_Dataset entries:_
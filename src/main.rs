use actix_cors::Cors;
use actix_web::{http::header, middleware::NormalizePath, web, App, HttpServer};
use anyhow::Context;
use blog_backend::{
    db::postgres::{create_pool, run_migrations},
    graceful_shutdown::shutdown_signal,
    middlewares::auth::SessionMiddleware,
    routes::configure_routes,
    settings::AppConfig,
    AppState,
};
use tracing_actix_web::TracingLogger;
use tracing_subscriber::EnvFilter;

fn init_tracing(config: &AppConfig) {
    let filter = EnvFilter::try_from_default_env()
        .unwrap_or_else(|_| EnvFilter::new("info,sqlx=warn"));

    let builder = tracing_subscriber::fmt().with_env_filter(filter);
    if config.is_production() {
        builder.json().init();
    } else {
        builder.init();
    }
}

fn build_cors(origins: &[String]) -> Cors {
    let cors = Cors::default()
        .allowed_methods(vec!["GET", "POST", "PUT", "DELETE", "OPTIONS"])
        .allowed_headers(vec![header::AUTHORIZATION, header::CONTENT_TYPE, header::ACCEPT])
        .max_age(3600);

    if origins.iter().any(|o| o == "*") {
        return cors.allow_any_origin();
    }

    origins
        .iter()
        .fold(cors.supports_credentials(), |cors, origin| cors.allowed_origin(origin))
}

#[actix_web::main]
async fn main() -> anyhow::Result<()> {
    let config = AppConfig::new().context("Failed to load configuration")?;
    init_tracing(&config);
    tracing::info!("Loaded configuration: {:?}", config);

    let pool = create_pool(&config)
        .await
        .context("Failed to create database connection pool")?;
    run_migrations(&pool)
        .await
        .context("Failed to apply database migrations")?;

    let app_state = web::Data::new(AppState::new(&config, pool));
    let cors_origins = config.cors_origins();

    let server_addr = format!("{}:{}", config.host, config.port);
    tracing::info!(
        version = env!("CARGO_PKG_VERSION"),
        env = %config.env,
        workers = config.worker_count,
        "Starting {} on {}",
        config.name,
        server_addr
    );

    let server = HttpServer::new(move || {
        App::new()
            .app_data(app_state.clone())
            .wrap(SessionMiddleware)
            .wrap(NormalizePath::trim())
            .wrap(build_cors(&cors_origins))
            .wrap(TracingLogger::default())
            .configure(configure_routes)
    })
    .workers(config.worker_count)
    .bind(&server_addr)
    .with_context(|| format!("Failed to bind {server_addr}"))?
    .run();

    tokio::select! {
        res = server => res.context("HTTP server error")?,
        _ = shutdown_signal() => tracing::info!("Shutdown complete"),
    }

    Ok(())
}
use actix_web::web;

use crate::handlers::{feeds, home::home, system::health_check};

mod articles;
mod content;
mod dashboard;
mod feed;
mod json_error;
mod tags;

pub fn configure_routes(cfg: &mut web::ServiceConfig) {
    cfg.service(home);
    cfg.service(health_check);

    cfg.route("/sitemap.xml", web::get().to(feeds::sitemap_xml));
    cfg.route("/robots.txt", web::get().to(feeds::robots_txt));

    cfg.service(
        web::scope("/api")
            .configure(articles::config_routes)
            .configure(tags::config_routes)
            .configure(content::config_routes)
            .configure(dashboard::config_routes)
            .configure(feed::config_routes)
    );

    cfg.configure(json_error::config_routes);
}
//! RSS 2.0, XML sitemap and robots.txt rendering over published content.
//!
//! Rendering is pure; [`FeedHandler`] only fetches the rows and stamps the clock.

use std::fmt::Write;

use chrono::{DateTime, Datelike, SecondsFormat, Utc};

use crate::{
    entities::{
        article::{Article, ArticleSummary},
        feed::{SitemapArticle, SitemapTag},
        tag::TagWithArticles,
    },
    errors::AppError,
    repositories::feed::FeedRepository,
    settings::AppConfig,
    utils::markdown::{safe_markdown_to_html, strip_markdown},
};

pub const FEED_ITEM_LIMIT: usize = 20;

/// Static top-level pages: path, changefreq, priority.
const STATIC_PAGES: [(&str, &str, f32); 6] = [
    ("/", "daily", 1.0),
    ("/blog", "daily", 0.9),
    ("/about", "monthly", 0.7),
    ("/archive", "weekly", 0.7),
    ("/links", "weekly", 0.6),
    ("/tags", "weekly", 0.6),
];

#[derive(Debug, Clone)]
pub struct FeedSettings {
    pub site_origin: String,
    pub title: String,
    pub description: String,
    pub language: String,
    pub copyright_holder: String,
}

impl From<&AppConfig> for FeedSettings {
    fn from(config: &AppConfig) -> Self {
        FeedSettings {
            site_origin: config.site_origin(),
            title: config.feed_title.clone(),
            description: config.feed_description.clone(),
            language: config.feed_language.clone(),
            copyright_holder: config.feed_copyright_holder.clone(),
        }
    }
}

pub struct FeedHandler<R>
where
    R: FeedRepository,
{
    pub feed_repo: R,
    pub settings: FeedSettings,
}

impl<R> FeedHandler<R>
where
    R: FeedRepository,
{
    pub fn new(feed_repo: R, settings: FeedSettings) -> Self {
        FeedHandler { feed_repo, settings }
    }

    /// `base_url` is the origin the feed was requested from.
    pub async fn rss(&self, base_url: &str) -> Result<String, AppError> {
        let articles = self.feed_repo.latest_published(FEED_ITEM_LIMIT as i64).await?;
        Ok(render_rss(&self.settings, base_url, &articles, Utc::now()))
    }

    pub async fn sitemap(&self) -> Result<String, AppError> {
        let articles = self.feed_repo.published_summaries().await?;
        let tags = TagWithArticles::group(self.feed_repo.published_tag_rows().await?);
        Ok(render_sitemap(&self.settings.site_origin, &articles, &tags))
    }

    pub fn robots(&self) -> String {
        render_robots(&self.settings.site_origin)
    }

    pub async fn sitemap_articles(&self) -> Result<Vec<SitemapArticle>, AppError> {
        let origin = &self.settings.site_origin;
        let articles = self.feed_repo.published_summaries().await?;

        Ok(articles
            .into_iter()
            .map(|a| SitemapArticle {
                url: article_url(origin, &a.slug),
                title: a.title,
                slug: a.slug,
                updated_at: a.updated_at,
            })
            .collect())
    }

    pub async fn sitemap_tags(&self) -> Result<Vec<SitemapTag>, AppError> {
        let origin = &self.settings.site_origin;
        let tags = TagWithArticles::group(self.feed_repo.published_tag_rows().await?);

        Ok(tags
            .into_iter()
            .map(|t| SitemapTag {
                url: tag_url(origin, &t.name),
                name: t.name,
                articles: t.articles,
            })
            .collect())
    }
}

pub fn article_url(origin: &str, slug: &str) -> String {
    format!("{origin}/blog/{slug}")
}

pub fn tag_url(origin: &str, name: &str) -> String {
    format!("{origin}/tags/{}", urlencoding::encode(name))
}

/// Wraps text in CDATA. A literal `]]>` is split across two sections.
fn cdata(text: &str) -> String {
    format!("<![CDATA[{}]]>", text.replace("]]>", "]]]]><![CDATA[>"))
}

fn xml_escape(text: &str) -> String {
    text.replace('&', "&amp;")
        .replace('<', "&lt;")
        .replace('>', "&gt;")
        .replace('"', "&quot;")
        .replace('\'', "&apos;")
}

fn iso_timestamp(at: &DateTime<Utc>) -> String {
    at.to_rfc3339_opts(SecondsFormat::Millis, true)
}

/// RSS 2.0 document for the newest published articles, at most
/// [`FEED_ITEM_LIMIT`] items by descending `updated_at`.
pub fn render_rss(settings: &FeedSettings, base_url: &str, articles: &[Article], now: DateTime<Utc>) -> String {
    let base_url = base_url.trim_end_matches('/');
    let mut newest: Vec<&Article> = articles.iter().collect();
    newest.sort_by(|a, b| b.updated_at.cmp(&a.updated_at));
    newest.truncate(FEED_ITEM_LIMIT);

    let mut xml = String::with_capacity(4096);
    xml.push_str(r#"<?xml version="1.0" encoding="utf-8"?>"#);
    xml.push('\n');
    xml.push_str(concat!(
        r#"<rss version="2.0" xmlns:dc="http://purl.org/dc/elements/1.1/" "#,
        r#"xmlns:content="http://purl.org/rss/1.0/modules/content/" "#,
        r#"xmlns:atom="http://www.w3.org/2005/Atom">"#,
    ));
    xml.push_str("\n<channel>\n");

    let _ = writeln!(xml, "<title>{}</title>", cdata(&settings.title));
    let _ = writeln!(xml, "<link>{}</link>", xml_escape(base_url));
    let _ = writeln!(xml, "<description>{}</description>", cdata(&settings.description));
    let _ = writeln!(xml, "<lastBuildDate>{}</lastBuildDate>", now.to_rfc2822());
    let _ = writeln!(xml, "<docs>https://validator.w3.org/feed/docs/rss2.html</docs>");
    let _ = writeln!(xml, "<generator>{}</generator>", xml_escape(&settings.copyright_holder));
    let _ = writeln!(xml, "<language>{}</language>", xml_escape(&settings.language));
    let _ = writeln!(
        xml,
        "<copyright>All rights reserved {}, {}</copyright>",
        now.year(),
        xml_escape(&settings.copyright_holder)
    );
    let _ = writeln!(
        xml,
        r#"<atom:link href="{}/api/rss" rel="self" type="application/rss+xml"/>"#,
        xml_escape(base_url)
    );

    for article in newest {
        let link = xml_escape(&article_url(base_url, &article.slug));

        xml.push_str("<item>\n");
        let _ = writeln!(xml, "<title>{}</title>", cdata(&article.title));
        let _ = writeln!(xml, "<link>{link}</link>");
        let _ = writeln!(xml, "<guid>{link}</guid>");
        let _ = writeln!(xml, "<pubDate>{}</pubDate>", article.updated_at.to_rfc2822());
        let _ = writeln!(xml, "<description>{}</description>", cdata(&strip_markdown(&article.content)));
        let _ = writeln!(
            xml,
            "<content:encoded>{}</content:encoded>",
            cdata(&safe_markdown_to_html(&article.content))
        );
        if let Some(author) = &article.author {
            let _ = writeln!(xml, "<dc:creator>{}</dc:creator>", cdata(&author.name));
        }
        if !article.tags.is_empty() {
            let names: Vec<&str> = article.tags.iter().map(|t| t.name.as_str()).collect();
            let _ = writeln!(xml, "<category>{}</category>", cdata(&names.join(", ")));
        }
        xml.push_str("</item>\n");
    }

    xml.push_str("</channel>\n</rss>");
    xml
}

fn push_url(xml: &mut String, loc: &str, lastmod: Option<&DateTime<Utc>>, changefreq: &str, priority: f32) {
    xml.push_str("<url>");
    let _ = write!(xml, "<loc>{}</loc>", xml_escape(loc));
    if let Some(at) = lastmod {
        let _ = write!(xml, "<lastmod>{}</lastmod>", iso_timestamp(at));
    }
    let _ = write!(xml, "<changefreq>{changefreq}</changefreq><priority>{priority:.1}</priority>");
    xml.push_str("</url>\n");
}

/// XML sitemap: static pages, then published articles, then tags that have
/// at least one published article.
pub fn render_sitemap(origin: &str, articles: &[ArticleSummary], tags: &[TagWithArticles]) -> String {
    let mut xml = String::with_capacity(2048);
    xml.push_str("<?xml version=\"1.0\" encoding=\"UTF-8\"?>\n");
    xml.push_str("<urlset xmlns=\"http://www.sitemaps.org/schemas/sitemap/0.9\">\n");

    for (path, changefreq, priority) in STATIC_PAGES {
        push_url(&mut xml, &format!("{origin}{path}"), None, changefreq, priority);
    }

    for article in articles {
        push_url(&mut xml, &article_url(origin, &article.slug), Some(&article.updated_at), "weekly", 0.8);
    }

    for tag in tags.iter().filter(|t| !t.articles.is_empty()) {
        let latest = tag.latest_update();
        push_url(&mut xml, &tag_url(origin, &tag.name), latest.as_ref(), "weekly", 0.6);
    }

    xml.push_str("</urlset>");
    xml
}

pub fn render_robots(origin: &str) -> String {
    [
        "User-agent: *".to_string(),
        "Allow: /".to_string(),
        "Disallow: /dashboard/*".to_string(),
        "Disallow: /auth/*".to_string(),
        String::new(),
        format!("Sitemap: {origin}/sitemap.xml"),
    ]
    .join("\n")
}

#[cfg(test)]
mod tests {
    use super::*;
    use crate::{
        entities::tag::TagArticleRow,
        repositories::feed::MockFeedRepository,
    };
    use chrono::TimeZone;

    fn settings() -> FeedSettings {
        FeedSettings {
            site_origin: "https://i.in".into(),
            title: "Blog".into(),
            description: "notes".into(),
            language: "zh-cn".into(),
            copyright_holder: "i.in".into(),
        }
    }

    #[test]
    fn cdata_splits_terminator() {
        assert_eq!(cdata("a]]>b"), "<![CDATA[a]]]]><![CDATA[>b]]>");
    }

    #[test]
    fn robots_points_at_sitemap() {
        let robots = render_robots("https://i.in");
        assert!(robots.starts_with("User-agent: *\nAllow: /\n"));
        assert!(robots.contains("Disallow: /dashboard/*"));
        assert!(robots.ends_with("Sitemap: https://i.in/sitemap.xml"));
    }

    #[test]
    fn tag_urls_are_percent_encoded() {
        assert_eq!(tag_url("https://i.in", "c++ 笔记"), "https://i.in/tags/c%2B%2B%20%E7%AC%94%E8%AE%B0");
    }

    #[test]
    fn sitemap_skips_tags_without_articles() {
        let at = Utc.with_ymd_and_hms(2025, 2, 1, 8, 30, 0).unwrap();
        let article = ArticleSummary { id: 1, title: "A".into(), slug: "a".into(), updated_at: at };
        let tags = vec![
            TagWithArticles { id: 1, name: "rust".into(), articles: vec![article.clone()] },
            TagWithArticles { id: 2, name: "empty".into(), articles: vec![] },
        ];

        let xml = render_sitemap("https://i.in", &[article], &tags);

        assert_eq!(xml.matches("<url>").count(), 6 + 1 + 1);
        assert!(xml.contains("<loc>https://i.in/blog/a</loc><lastmod>2025-02-01T08:30:00.000Z</lastmod><changefreq>weekly</changefreq><priority>0.8</priority>"));
        assert!(xml.contains("<loc>https://i.in/tags/rust</loc>"));
        assert!(!xml.contains("/tags/empty"));
        assert!(xml.contains("<loc>https://i.in/</loc><changefreq>daily</changefreq><priority>1.0</priority>"));
    }

    #[tokio::test]
    async fn json_helpers_attach_absolute_urls() {
        let at = Utc.with_ymd_and_hms(2025, 2, 1, 0, 0, 0).unwrap();
        let mut repo = MockFeedRepository::new();
        repo.expect_published_summaries().returning(move || {
            Ok(vec![ArticleSummary { id: 1, title: "Hi".into(), slug: "hi".into(), updated_at: at }])
        });
        repo.expect_published_tag_rows().returning(move || {
            Ok(vec![TagArticleRow {
                tag_id: 4,
                tag_name: "日记".into(),
                article_id: 1,
                title: "Hi".into(),
                slug: "hi".into(),
                updated_at: at,
            }])
        });
        let handler = FeedHandler::new(repo, settings());

        let articles = handler.sitemap_articles().await.unwrap();
        assert_eq!(articles[0].url, "https://i.in/blog/hi");

        let tags = handler.sitemap_tags().await.unwrap();
        assert_eq!(tags[0].url, "https://i.in/tags/%E6%97%A5%E8%AE%B0");
        assert_eq!(tags[0].articles.len(), 1);
    }
}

_Task brief:_ When a line among the entries contains "collect", pull that line out.

_Worked solution:_
            .collect())
            .collect())
    let mut newest: Vec<&Article> = articles.iter().collect();
            let names: Vec<&str> = article.tags.iter().map(|t| t.name.as_str()).collect();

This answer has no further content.